LAMB: Can you tell us any more about ...
REMINI: Well, he was here in Washington all alone. His wife was very domestic and she preferred the farm. She ran it. He would give her a check when he was leaving to run the farm, and when he returned she would hand it to him and say, "I had no need for it." She did not like the social whirl, and he loved it and he therefore went to all the parties. Usually he'd bring some woman with him, sometimes two women; one, they said, on each arm. And of course you know Washington gossips, they always presume the worst. We don't know if he was carrying on any affairs, whether he was unfaithful. There no documentary evidence whatsoever, but he enjoyed women, and they enjoyed him. It's amazing, when he was running in 1844, against James Knox Polk, the chairman ...
LAMB: For President?
REMINI: For President.
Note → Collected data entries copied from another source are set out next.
use std::path::PathBuf;
use std::time::Duration;

use extendo_blackiya::SyncConfig;

use crate::errors::HostError;

pub const DEFAULT_STORE_PATH: &str = "extendo-store.json";
pub const DEFAULT_PEER_TIMEOUT_MS: u64 = 5_000;
pub const DEFAULT_HTTP_TIMEOUT_MS: u64 = 15_000;

#[derive(Clone, Debug)]
pub struct HostConfig {
    pub store_path: PathBuf,
    pub peer_timeout: Duration,
    pub http_timeout: Duration,
    /// Written through the settings store at boot when present.
    pub blackiya_extension_id: Option<String>,
    pub translations_api: Option<String>,
    pub sync: SyncConfig,
}

impl Default for HostConfig {
    fn default() -> Self {
        Self {
            store_path: PathBuf::from(DEFAULT_STORE_PATH),
            peer_timeout: Duration::from_millis(DEFAULT_PEER_TIMEOUT_MS),
            http_timeout: Duration::from_millis(DEFAULT_HTTP_TIMEOUT_MS),
            blackiya_extension_id: None,
            translations_api: None,
            sync: SyncConfig::default(),
        }
    }
}

impl HostConfig {
    pub fn from_env() -> Result<Self, HostError> {
        Self::from_lookup(|var| std::env::var(var).ok())
    }

    pub fn from_lookup<F>(lookup: F) -> Result<Self, HostError>
    where
        F: Fn(&str) -> Option<String>,
    {
        let mut config = Self {
            sync: SyncConfig::from_lookup(&lookup)?,
            ..Self::default()
        };
        if let Some(path) = non_empty(&lookup, "EXTENDO_STORE_PATH") {
            config.store_path = PathBuf::from(path);
        }
        if let Some(timeout) = millis_var(&lookup, "EXTENDO_PEER_TIMEOUT_MS")? {
            config.peer_timeout = timeout;
        }
        if let Some(timeout) = millis_var(&lookup, "EXTENDO_HTTP_TIMEOUT_MS")? {
            config.http_timeout = timeout;
        }
        config.blackiya_extension_id = non_empty(&lookup, "EXTENDO_BLACKIYA_EXTENSION_ID");
        config.translations_api = non_empty(&lookup, "EXTENDO_TRANSLATIONS_API");
        Ok(config)
    }
}

fn non_empty<F>(lookup: &F, var: &str) -> Option<String>
where
    F: Fn(&str) -> Option<String>,
{
    lookup(var)
        .map(|value| value.trim().to_string())
        .filter(|value| !value.is_empty())
}

fn millis_var<F>(lookup: &F, var: &'static str) -> Result<Option<Duration>, HostError>
where
    F: Fn(&str) -> Option<String>,
{
    let Some(raw) = lookup(var) else {
        return Ok(None);
    };
    match raw.trim().parse::<u64>() {
        Ok(ms) if ms > 0 => Ok(Some(Duration::from_millis(ms))),
        _ => Err(HostError::InvalidEnv { var, value: raw }),
    }
}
The chairman of the Democratic National Committee was for Polk, of course, but his wife was for Clay and she was making rosettes for Clay, who was running against Polk, and she said, "My husband is a Polk man, but I'm a Clay man." And they just liked him, and he, somehow, had exuded a kind of excitement and interest that attracted them.
LAMB: You have a picture here, I think ...
LAMB: I don't want to get this wrong again, of Henry Clay and his wife, Lucretia?
REMINI: Yes. They're not a particularly attractive looking, physically, couple. I think that is of their 50th wedding anniversary, their golden anniversary, yes. But he always showed a great deference and respect and regard and affection. She had 11 children by him. Most, all the daughters died, six of them, and the sons -- one died in the Mexican War, another was committed to an insane asylum, lunatic asylum, they called it in those days. The two of them had a very unfortunate private life, as far as their children go.
LAMB: Here's one of the sons ... is this Henry Clay?
REMINI: The one on top, who was killed in the Mexican War. And then James who fought on the side of the Confederacy, and then fled to Canada at the end of the war and died of tuberculosis.
LAMB: Life in those years ... can you give us some sketch? And I don't know what years we want to start at, but let's say the middle, the early 1800s ...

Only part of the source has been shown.